- [What this task involves]:
Go through the lines below. Copy those with "false".

(Stored data)
use async_trait::async_trait;
use std::collections::VecDeque;
use std::sync::Mutex;
use std::time::Duration;
use tempfile::TempDir;
use varia_auth::{
    AuthError, AuthHandshake, AuthPage, Authenticate, CredentialProvider, CredentialSource,
    Credentials, HandshakeConfig, HandshakeState, SessionStore,
};
use varia_browser::{BrowserError, Session, StoredCookie};
use varia_core::ErrorClass;

/// What the page does after a submit.
#[derive(Debug, Clone, Copy, PartialEq)]
enum Outcome {
    Navigate,
    Reject,
    Validation,
    Silent,
    Destroyed,
}

struct ScriptedAuthPage {
    outcomes: Mutex<VecDeque<Outcome>>,
    current: Mutex<Outcome>,
    submitted: Mutex<Vec<String>>,
    restored: Mutex<Option<Session>>,
    authenticated: bool,
    closed: Mutex<usize>,
}

impl ScriptedAuthPage {
    fn new(outcomes: &[Outcome]) -> Self {
        Self {
            outcomes: Mutex::new(outcomes.iter().copied().collect()),
            current: Mutex::new(Outcome::Silent),
            submitted: Mutex::new(Vec::new()),
            restored: Mutex::new(None),
            authenticated: false,
            closed: Mutex::new(0),
        }
    }

    fn signed_in(mut self) -> Self {
        self.authenticated = true;
        self
    }

    fn current(&self) -> Outcome {
        *self.current.lock().unwrap()
    }

    fn submitted(&self) -> Vec<String> {
        self.submitted.lock().unwrap().clone()
    }

    fn closed(&self) -> usize {
        *self.closed.lock().unwrap()
    }
}

fn cookie(name: &str) -> StoredCookie {
    StoredCookie {
        name: name.to_string(),
        value: "token".to_string(),
        domain: "example.com".to_string(),
        path: "/".to_string(),
        expires: None,
        secure: true,
        http_only: true,
    }
}

#[async_trait]
impl AuthPage for ScriptedAuthPage {
    async fn restore_session(&self, session: &Session) -> varia_browser::Result<()> {
        *self.restored.lock().unwrap() = Some(session.clone());
        Ok(())
    }

    async fn is_authenticated(&self) -> varia_browser::Result<bool> {
        Ok(self.authenticated)
    }

    async fn open_login(&self) -> varia_browser::Result<()> {
        Ok(())
    }

    async fn submit_login(&self, credentials: &Credentials) -> varia_browser::Result<()> {
        self.submitted
            .lock()
            .unwrap()
            .push(credentials.identity.clone());
        let next = self
            .outcomes
            .lock()
            .unwrap()
            .pop_front()
            .unwrap_or(Outcome::Silent);
        *self.current.lock().unwrap() = next;
        Ok(())
    }

    async fn navigated_away(&self) -> varia_browser::Result<()> {
        match self.current() {
            Outcome::Navigate => Ok(()),
            Outcome::Destroyed => Err(BrowserError::ContextDestroyed(
                "Execution context was destroyed".to_string(),
            )),
            _ => std::future::pending().await,
        }
    }

    async fn bad_credentials_shown(&self) -> varia_browser::Result<()> {
        match self.current() {
            Outcome::Reject => Ok(()),
            _ => std::future::pending().await,
        }
    }

    async fn validation_fired(&self) -> varia_browser::Result<()> {
        match self.current() {
            Outcome::Validation => Ok(()),
            _ => std::future::pending().await,
        }
    }

    async fn capture_session(&self) -> varia_browser::Result<Session> {
        Ok(Session::new(vec![cookie("fresh")]))
    }

    async fn close(&self) -> varia_browser::Result<()> {
        *self.closed.lock().unwrap() += 1;
        Ok(())
    }
}

struct ScriptedCredentials {
    interactive: bool,
    available: bool,
    retries: Mutex<VecDeque<Option<&'static str>>>,
}

impl ScriptedCredentials {
    fn batch() -> Self {
        Self {
            interactive: false,
            available: true,
            retries: Mutex::new(VecDeque::new()),
        }
    }

    fn interactive(retries: &[Option<&'static str>]) -> Self {
        Self {
            interactive: true,
            available: true,
            retries: Mutex::new(retries.iter().copied().collect()),
        }
    }
}

#[async_trait]
impl CredentialProvider for ScriptedCredentials {
    fn is_interactive(&self) -> bool {
        self.interactive
    }

    async fn resolve(&self) -> varia_auth::Result<Credentials> {
        if !self.available {
            return Err(AuthError::NoCredentials);
        }
        Ok(Credentials::new(
            "first@example.com",
            "pw",
            CredentialSource::File,
        ))
    }

    async fn retry_after_rejection(&self) -> varia_auth::Result<Option<Credentials>> {
        let next = self.retries.lock().unwrap().pop_front().flatten();
        Ok(next.map(|identity| Credentials::new(identity, "pw2", CredentialSource::Prompt)))
    }
}

fn fast_config() -> HandshakeConfig {
    HandshakeConfig {
        login_budget: Duration::from_secs(2),
        attempt_timeout: Duration::from_millis(500),
    }
}

fn store(tmp: &TempDir) -> SessionStore {
    SessionStore::new(tmp.path().join("session.json"))
}

#[tokio::test]
async fn test_non_interactive_bad_credentials_aborts_without_looping() {
    let tmp = TempDir::new().expect("create temp dir");
    let mut handshake = AuthHandshake::new(
        ScriptedAuthPage::new(&[Outcome::Reject]),
        ScriptedCredentials::batch(),
        store(&tmp),
        fast_config(),
    );

    let err = handshake.authenticate().await.expect_err("rejected");
    assert!(matches!(err, AuthError::BadCredentials { interactive: false }));
    assert_eq!(err.class(), ErrorClass::Fatal);
    assert_eq!(handshake.submissions(), 1);
    assert_eq!(handshake.state(), HandshakeState::Aborted);
    assert!(store(&tmp).load().is_none());
    assert_eq!(handshake.page().closed(), 1);
}

#[tokio::test]
async fn test_validation_resubmits_then_succeeds() {
    let tmp = TempDir::new().expect("create temp dir");
    let mut handshake = AuthHandshake::new(
        ScriptedAuthPage::new(&[Outcome::Validation, Outcome::Navigate]),
        ScriptedCredentials::batch(),
        store(&tmp),
        fast_config(),
    );

    let session = handshake.authenticate().await.expect("logged in");
    assert_eq!(session.cookies[0].name, "fresh");
    assert_eq!(handshake.submissions(), 2);
    assert_eq!(handshake.state(), HandshakeState::Authenticated);
    assert_eq!(store(&tmp).load(), Some(session));
    assert_eq!(handshake.page().closed(), 1);
}

#[tokio::test(start_paused = true)]
async fn test_silent_page_times_out() {
    let tmp = TempDir::new().expect("create temp dir");
    let mut handshake = AuthHandshake::new(
        ScriptedAuthPage::new(&[]),
        ScriptedCredentials::batch(),
        store(&tmp),
        fast_config(),
    );

    let err = handshake.authenticate().await.expect_err("timed out");
    assert!(matches!(err, AuthError::LoginTimeout(budget) if budget == Duration::from_secs(2)));
    assert_eq!(err.class(), ErrorClass::Fatal);
    // Each silent iteration resubmits.
    assert!(handshake.submissions() > 1);
}

#[tokio::test]
async fn test_destroyed_context_counts_as_success() {
    let tmp = TempDir::new().expect("create temp dir");
    let mut handshake = AuthHandshake::new(
        ScriptedAuthPage::new(&[Outcome::Destroyed]),
        ScriptedCredentials::batch(),
        store(&tmp),
        fast_config(),
    );

    handshake.authenticate().await.expect("logged in");
    assert_eq!(handshake.submissions(), 1);
}

#[tokio::test]
async fn test_valid_stored_session_skips_login() {
    let tmp = TempDir::new().expect("create temp dir");
    let stored = Session::new(vec![cookie("stored")]);
    assert!(store(&tmp).save(&stored));

    let mut handshake = AuthHandshake::new(
        ScriptedAuthPage::new(&[]).signed_in(),
        ScriptedCredentials::batch(),
        store(&tmp),
        fast_config(),
    );

    let session = handshake.authenticate().await.expect("session reused");
    assert_eq!(session, stored);
    assert_eq!(handshake.submissions(), 0);
    assert_eq!(handshake.page().restored.lock().unwrap().clone(), Some(stored));
    assert_eq!(handshake.page().closed(), 1);
}

#[tokio::test]
async fn test_invalid_stored_session_logs_in_and_replaces_it() {
    let tmp = TempDir::new().expect("create temp dir");
    assert!(store(&tmp).save(&Session::new(vec![cookie("stale")])));

    let mut handshake = AuthHandshake::new(
        ScriptedAuthPage::new(&[Outcome::Navigate]),
        ScriptedCredentials::batch(),
        store(&tmp),
        fast_config(),
    );

    handshake.authenticate().await.expect("logged in");
    assert_eq!(handshake.submissions(), 1);
    let saved = store(&tmp).load().expect("session replaced");
    assert_eq!(saved.cookies[0].name, "fresh");
}

#[tokio::test]
async fn test_interactive_reprompt_uses_new_credentials() {
    let tmp = TempDir::new().expect("create temp dir");
    let mut handshake = AuthHandshake::new(
        ScriptedAuthPage::new(&[Outcome::Reject, Outcome::Navigate]),
        ScriptedCredentials::interactive(&[Some("second@example.com")]),
        store(&tmp),
        fast_config(),
    );

    handshake.authenticate().await.expect("logged in after reprompt");
    assert_eq!(
        handshake.page().submitted(),
        vec!["first@example.com".to_string(), "second@example.com".to_string()]
    );
}

#[tokio::test]
async fn test_interactive_decline_aborts() {
    let tmp = TempDir::new().expect("create temp dir");
    let mut handshake = AuthHandshake::new(
        ScriptedAuthPage::new(&[Outcome::Reject]),
        ScriptedCredentials::interactive(&[None]),
        store(&tmp),
        fast_config(),
    );

    let err = handshake.authenticate().await.expect_err("aborted");
    assert!(matches!(err, AuthError::Aborted));
    assert_eq!(handshake.state(), HandshakeState::Aborted);
    assert_eq!(handshake.submissions(), 1);
}

#[tokio::test]
async fn test_missing_credentials_is_fatal() {
    let tmp = TempDir::new().expect("create temp dir");
    let mut handshake = AuthHandshake::new(
        ScriptedAuthPage::new(&[]),
        ScriptedCredentials {
            available: false,
            ..ScriptedCredentials::batch()
        },
        store(&tmp),
        fast_config(),
    );

    let err = handshake.authenticate().await.expect_err("no credentials");
    assert!(matches!(err, AuthError::NoCredentials));
    assert_eq!(err.class(), ErrorClass::Fatal);
}

/// Accepts the first submit, then redirects at `lands_at`. The form is gone
/// for every later submit.
struct LateRedirectPage {
    lands_at: tokio::time::Instant,
    submits: Mutex<usize>,
}

impl LateRedirectPage {
    fn landing_after(delay: Duration) -> Self {
        Self {
            lands_at: tokio::time::Instant::now() + delay,
            submits: Mutex::new(0),
        }
    }
}

#[async_trait]
impl AuthPage for LateRedirectPage {
    async fn restore_session(&self, _session: &Session) -> varia_browser::Result<()> {
        Ok(())
    }

    async fn is_authenticated(&self) -> varia_browser::Result<bool> {
        Ok(false)
    }

    async fn open_login(&self) -> varia_browser::Result<()> {
        Ok(())
    }

    async fn submit_login(&self, _credentials: &Credentials) -> varia_browser::Result<()> {
        let mut submits = self.submits.lock().unwrap();
        *submits += 1;
        if *submits == 1 {
            Ok(())
        } else {
            Err(BrowserError::SelectorNotFound("input[name=email]".to_string()))
        }
    }

    async fn navigated_away(&self) -> varia_browser::Result<()> {
        tokio::time::sleep_until(self.lands_at).await;
        Ok(())
    }

    async fn bad_credentials_shown(&self) -> varia_browser::Result<()> {
        std::future::pending().await
    }

    async fn validation_fired(&self) -> varia_browser::Result<()> {
        std::future::pending().await
    }

    async fn capture_session(&self) -> varia_browser::Result<Session> {
        Ok(Session::new(vec![cookie("late")]))
    }
}

fn slow_redirect_config() -> HandshakeConfig {
    HandshakeConfig {
        login_budget: Duration::from_secs(60),
        attempt_timeout: Duration::from_secs(5),
    }
}

#[tokio::test(start_paused = true)]
async fn test_redirect_after_detector_window_is_success() {
    let tmp = TempDir::new().expect("create temp dir");
    let mut handshake = AuthHandshake::new(
        LateRedirectPage::landing_after(Duration::from_millis(5200)),
        ScriptedCredentials::batch(),
        store(&tmp),
        slow_redirect_config(),
    );

    let session = handshake.authenticate().await.expect("logged in");
    assert_eq!(session.cookies[0].name, "late");
    assert_eq!(handshake.submissions(), 1);
    assert_eq!(handshake.state(), HandshakeState::Authenticated);
}

#[tokio::test(start_paused = true)]
async fn test_failed_resubmit_on_left_page_is_success() {
    let tmp = TempDir::new().expect("create temp dir");
    let mut handshake = AuthHandshake::new(
        LateRedirectPage::landing_after(Duration::from_millis(5800)),
        ScriptedCredentials::batch(),
        store(&tmp),
        slow_redirect_config(),
    );

    handshake.authenticate().await.expect("logged in");
    // One accepted submit, one that found no form.
    assert_eq!(handshake.submissions(), 2);
    assert!(store(&tmp).load().is_some());
}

- [Solution for this exercise]:
            authenticated: false,
            interactive: false,
    assert!(matches!(err, AuthError::BadCredentials { interactive: false }));
            available: false,
        Ok(false)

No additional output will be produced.